Pete Schwartzkopf, D-Rehoboth, said with his background as a state trooper, there are too many questions left unanswered, and that the negatives of legalizing marijuana outweigh the positives. Citing the potential revenue, the House Majority Leader said there’s one reason to support the bill, but many reasons not to.
Daniel Short, R-Seaford, said the proposal is premature. He said Delaware has not fully implemented its medical marijuana law. Delaware should not rush into this, but rather wait and benefit from the experience of others, said the House Minority Leader.
Steve Smyk, R-Milton/Lewes, said the majority of constituents of his district have told him they do not support recreational use. He said he’s going to take the wait-and-see approach while other states figure out the pitfalls of recreational use.
Ruth Briggs-King, R-Georgetown, said she cannot support any legalization that increases the chances of other addictions or is a controlled substance as designated by the federal government. She said legalization is risky business, and she’s not willing to risk the health, safety, or welfare of Delaware citizens. The cost is much higher than the revenue, she said.
Rich Collins, R-Millsboro, said he does not want the young people of Delaware to get the idea that state government thinks another mind-altering drug is OK. Sure there will be a little money, he said, but this is just a common sense view.
David Wilson, R-Bridgeville, said, overwhelmingly, his constituents have urged him not to support legalization. He said he does not think it is in the best interests of the state. He also said he could not support any legislation in the future because he believes the potential negative impact to public health and safety outweighs any potential monetary benefit to state taxpayers.

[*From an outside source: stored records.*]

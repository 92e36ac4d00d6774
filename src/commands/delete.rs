use anyhow::Result;
use daylist_core::persistence::Persistence;
use daylist_core::{Command, DayKey, TaskId, TodoStore};

use crate::selection::resolve_task_id;

pub fn run<P: Persistence>(store: &mut TodoStore<P>, day: DayKey, id: &str) -> Result<()> {
    let id = resolve_task_id(store.tasks_for(&day), id)?.unwrap_or_else(|| TaskId::from(id));
    super::apply(store, Command::DeleteTask { day, id })
}
//! Blob storage backing the task store.

use std::fs::{self, File};
use std::io::{self, Write};
use std::path::{Path, PathBuf};

use crate::error::{DayListError, DayListResult};

/// Default blob name.
pub const DEFAULT_BLOB_NAME: &str = "todos";

/// A single named blob the store reads once and overwrites after each change.
pub trait Persistence {
    /// The stored blob, or `None` if nothing has been saved yet.
    fn read(&self) -> DayListResult<Option<String>>;

    /// Replace the stored blob.
    fn write(&mut self, blob: &str) -> DayListResult<()>;
}

/// Blob kept as `<dir>/<name>.json`.
#[derive(Debug, Clone)]
pub struct FilePersistence {
    path: PathBuf,
}

impl FilePersistence {
    pub fn new(dir: &Path, name: &str) -> Self {
        FilePersistence {
            path: dir.join(format!("{name}.json")),
        }
    }

    pub fn path(&self) -> &Path {
        &self.path
    }

    /// Write to a sibling temp file, then rename over the blob.
    fn write_atomic(&self, data: &[u8]) -> io::Result<()> {
        if let Some(parent) = self.path.parent() {
            fs::create_dir_all(parent)?;
        }

        let temp_path = self.path.with_extension("json.tmp");

        let mut file = File::create(&temp_path)?;
        file.write_all(data)?;
        file.sync_all()?;

        fs::rename(&temp_path, &self.path)
    }
}

impl Persistence for FilePersistence {
    fn read(&self) -> DayListResult<Option<String>> {
        match fs::read_to_string(&self.path) {
            Ok(content) => Ok(Some(content)),
            Err(e) if e.kind() == io::ErrorKind::NotFound => Ok(None),
            Err(e) => Err(e.into()),
        }
    }

    fn write(&mut self, blob: &str) -> DayListResult<()> {
        self.write_atomic(blob.as_bytes()).map_err(|e| {
            DayListError::Persistence(format!("Could not write {}: {e}", self.path.display()))
        })
    }
}

/// In-process blob, for tests and embedding.
#[derive(Debug, Clone, Default)]
pub struct MemoryPersistence {
    blob: Option<String>,
    fail_writes: bool,
    writes: usize,
}

impl MemoryPersistence {
    pub fn new() -> Self {
        Self::default()
    }

    pub fn with_blob(blob: impl Into<String>) -> Self {
        MemoryPersistence {
            blob: Some(blob.into()),
            ..Self::default()
        }
    }

    /// Make subsequent writes fail, as a full disk or exceeded quota would.
    pub fn set_fail_writes(&mut self, fail: bool) {
        self.fail_writes = fail;
    }

    pub fn blob(&self) -> Option<&str> {
        self.blob.as_deref()
    }

    /// Number of successful writes.
    pub fn writes(&self) -> usize {
        self.writes
    }
}

impl Persistence for MemoryPersistence {
    fn read(&self) -> DayListResult<Option<String>> {
        Ok(self.blob.clone())
    }

    fn write(&mut self, blob: &str) -> DayListResult<()> {
        if self.fail_writes {
            return Err(DayListError::Persistence("storage quota exceeded".into()));
        }
        self.blob = Some(blob.to_string());
        self.writes += 1;
        Ok(())
    }
}
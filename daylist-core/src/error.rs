//! Error types for daylist.

use thiserror::Error;

/// Errors that can occur in daylist operations.
#[derive(Error, Debug)]
pub enum DayListError {
    #[error("Configuration error: {0}")]
    Config(String),

    #[error("Invalid day '{0}'. Expected YYYY-MM-DD")]
    InvalidDayKey(String),

    #[error("Task text cannot be blank")]
    BlankText,

    #[error("Persistence error: {0}")]
    Persistence(String),

    #[error("IO error: {0}")]
    Io(#[from] std::io::Error),

    #[error("Serialization error: {0}")]
    Serialization(String),
}

impl From<serde_json::Error> for DayListError {
    fn from(e: serde_json::Error) -> Self {
        DayListError::Serialization(e.to_string())
    }
}

/// Result type alias for daylist operations.
pub type DayListResult<T> = Result<T, DayListError>;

Ron Gray, R-Selbyville, said he’s concerned about marijuana’s gateway drug possibilities. He said there could be a financial benefit for the state to a certain degree, but the social issues associated with legalization outweigh any benefit.
Timothy Dukes, R-Laurel, said detriment to society will be much greater than the benefit of revenue if marijuana is legalized. Plain and simple, he said, data from the states that have already legalized marijuana show accidents and use by minors has gone up.
Harvey Kenton, R-Milford, Harvey Kenton, R-Milford, said marijuana is a drug that could lead users to progress to harder, more addictive substances, noting it is still classified as a Schedule I controlled substance by the federal government. He said he does not see any reason for the state to wade into that uncertainty.
Ernie Lopez, R-Lewes, said it’s a case of bad timing. The state is in the midst of its worst addiction epidemic, he said, and its legislators should not be supporting another drug that can cause harm.
Brian Pettyjohn, R-Georgetown, said he hasn’t seen good, hard data on the economic benefits. On the flip side, he said, there’s also no data on governmental costs associated with abuse prevention and treatment.
Gary Simpson, R-Milford, said he’s taking the wait-and-see approach on what other states are going through. The Senate Minority Leader said he’s concerned with the medical impact associated with babies born to mothers who smoke marijuana.
Gerald Hocker, R-Ocean View, said his police and family friends have lobbied against the bill because of the power drugs can have on someone who is addicted. Referring to the bill passing the House committee, he said, it’s only gotten this far because of the money aspect.
Bryant Richardson, R-Laurel, said the state needs to be sending a better message, especially to its youth. He said, to date, there’s no way for police to test intoxication levels, and that worries him.